Online scammers are in full effect creating fake landlords and rental listings to lure people into fraudulent deals. Scamlord.ai is a new, AI-driven tool that helps people stay away from potential rental fraud.

Scamlord.ai was created by Onerent, a small-residential rental manager on the West Coast. This new tool is designed to help renters avoid losing money and personal information to rental scams. According to the Scamlord.ai website, the tool was created by gathering thousands of fraudulent rental listings over the past several years and feeding them into a machine learning model. When renters input listing information, the AI uses that to track patterns in the contact information which allows it to tell if the listing is actually a scam.

Rental fraud has become a huge problem in the U.S. market with over 5 million U.S. renters reporting losing money to rental scams.

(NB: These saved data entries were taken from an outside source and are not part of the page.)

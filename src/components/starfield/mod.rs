//! Animated parallax starfield.
//!
//! Draws a field of softly glowing stars on a full-viewport canvas:
//! - Population proportional to viewport area, padded or trimmed on resize
//! - Three parallax layers chosen by star size, all drifting left
//! - Sinusoidal twinkle and a slow vertical shimmer
//! - Edge wrap-around so stars recycle instead of respawning
//!
//! # Example
//!
//! ```ignore
//! use starfield::components::starfield::{StarfieldCanvas, StarfieldConfig};
//!
//! view! { <StarfieldCanvas config=StarfieldConfig::default() /> }
//! ```

mod component;
pub mod config;
mod render;
mod state;
mod star;
mod viewport;

pub use component::StarfieldCanvas;
pub use config::StarfieldConfig;
pub use render::{SavedState, Surface};
pub use star::{Color, Star};
pub use state::{FrameClock, StarfieldState};
pub use viewport::Viewport;

/// DOM id of the starfield canvas.
pub const CANVAS_ID: &str = "space";
//! Leptos component wrapping the starfield canvas.
//!
//! The component creates a full-viewport canvas, sizes it for the current
//! window and device pixel ratio, and starts a `requestAnimationFrame` loop
//! that draws the field and then advances it. A passive `resize` listener
//! keeps the backing buffer and the star population in step with the window.

use std::cell::RefCell;
use std::rc::Rc;

use leptos::prelude::*;
use log::{debug, error, info};
use rand::SeedableRng;
use rand::rngs::SmallRng;
use wasm_bindgen::prelude::*;
use web_sys::{AddEventListenerOptions, CanvasRenderingContext2d, HtmlCanvasElement, Window};

use super::config::StarfieldConfig;
use super::render;
use super::state::StarfieldState;
use super::viewport::Viewport;
use super::CANVAS_ID;
use crate::error::StarfieldError;

/// Simulation state bundled with the canvas it draws to.
struct StarfieldContext {
	state: StarfieldState<SmallRng>,
	canvas: HtmlCanvasElement,
	ctx: CanvasRenderingContext2d,
}

type Slot<T> = Rc<RefCell<Option<T>>>;

/// Renders the animated starfield behind the page content.
///
/// The canvas is fixed to the viewport, ignores pointer events and is
/// cleared to transparent every frame, so whatever background the page
/// paints stays visible between the stars.
#[component]
pub fn StarfieldCanvas(#[prop(default = StarfieldConfig::default())] config: StarfieldConfig) -> impl IntoView {
	let canvas_ref = NodeRef::<leptos::html::Canvas>::new();
	let context: Slot<StarfieldContext> = Rc::new(RefCell::new(None));
	let animate: Slot<Closure<dyn FnMut(f64)>> = Rc::new(RefCell::new(None));
	let resize_cb: Slot<Closure<dyn FnMut()>> = Rc::new(RefCell::new(None));

	Effect::new(move |_| {
		let Some(canvas) = canvas_ref.get() else {
			return;
		};
		if context.borrow().is_some() {
			return;
		}
		let canvas: HtmlCanvasElement = canvas.into();
		if let Err(e) = start(canvas, config.clone(), &context, &animate, &resize_cb) {
			error!("starfield: failed to start: {e}");
		}
	});

	view! {
		<canvas
			node_ref=canvas_ref
			id=CANVAS_ID
			class="starfield-canvas"
			aria-hidden="true"
			style="position: fixed; inset: 0; display: block; pointer-events: none; z-index: 0;"
		/>
	}
}

fn start(
	canvas: HtmlCanvasElement,
	config: StarfieldConfig,
	context: &Slot<StarfieldContext>,
	animate: &Slot<Closure<dyn FnMut(f64)>>,
	resize_cb: &Slot<Closure<dyn FnMut()>>,
) -> Result<(), StarfieldError> {
	let window: Window = web_sys::window().ok_or(StarfieldError::NoWindow)?;
	let ctx: CanvasRenderingContext2d = canvas
		.get_context("2d")?
		.ok_or(StarfieldError::NoContext)?
		.dyn_into()
		.map_err(|_| StarfieldError::WrongElement("2d context"))?;

	let config = config.sanitized();
	let viewport = Viewport::from_window(&window, 1.0, config.max_dpr);
	viewport.apply(&canvas, &ctx);

	let state = StarfieldState::new(config, viewport, SmallRng::seed_from_u64(entropy_seed()));
	info!(
		"starfield: {} stars for {}x{} @ {}x",
		state.stars.len(),
		viewport.width,
		viewport.height,
		viewport.dpr
	);
	*context.borrow_mut() = Some(StarfieldContext { state, canvas, ctx });

	let context_resize = context.clone();
	*resize_cb.borrow_mut() = Some(Closure::new(move || {
		let Some(win) = web_sys::window() else {
			return;
		};
		if let Some(ref mut c) = *context_resize.borrow_mut() {
			let vp = Viewport::from_window(&win, c.state.viewport.dpr, c.state.config.max_dpr);
			vp.apply(&c.canvas, &c.ctx);
			c.state.resize(vp);
			debug!(
				"starfield: resized to {}x{} @ {}x, {} stars",
				vp.width,
				vp.height,
				vp.dpr,
				c.state.stars.len()
			);
		}
	}));
	if let Some(ref cb) = *resize_cb.borrow() {
		let options = AddEventListenerOptions::new();
		options.set_passive(true);
		window.add_event_listener_with_callback_and_add_event_listener_options(
			"resize",
			cb.as_ref().unchecked_ref(),
			&options,
		)?;
	}

	let (context_anim, animate_inner) = (context.clone(), animate.clone());
	*animate.borrow_mut() = Some(Closure::new(move |timestamp: f64| {
		if let Some(ref mut c) = *context_anim.borrow_mut() {
			let dt = c.state.frame_delta(timestamp);
			// Draw first, then advance: each frame shows the positions the
			// previous update produced.
			render::render(&c.ctx, &c.state.viewport, &c.state.stars);
			c.state.update(dt);
		}
		if let (Some(cb), Some(win)) = (&*animate_inner.borrow(), web_sys::window()) {
			let _ = win.request_animation_frame(cb.as_ref().unchecked_ref());
		}
	}));
	if let Some(ref cb) = *animate.borrow() {
		window.request_animation_frame(cb.as_ref().unchecked_ref())?;
	}

	Ok(())
}

/// Seed for the star RNG drawn from the browser's `Math.random`.
fn entropy_seed() -> u64 {
	(js_sys::Math::random() * u64::MAX as f64) as u64
}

Scamlord.ai creators hope that their tool can help more renters avoid this type of heartbreak.

We want to educate renters of the dangers of rental scams and save the money, risk, and fear of rental fraud. Any details we verify as scam will help us build a database of scammers,” said Rico Mok, co-founder of Onerent.

Scamlord.ai has a simple interface. All users need to do is input the listing phone number, email address, owner name, URL, and property address of a potential rental property and the AI will be able to tell if this is a legitimate listing.

The website also includes some helpful information for renters on how to spot a potential rental scam and what to do if they come across a fraudulent listing. Some of the warning signs include:

  • Rental listings being priced at a huge discount compared to similar homes in the area
  • Communicating with strange and sporadic emails
  • Requesting money upfront via wire transfer or prepaid debit card

Scamlord.ai is helping renters navigate a frequently changing world by offering education and guidance on how to avoid becoming a target of rental fraud.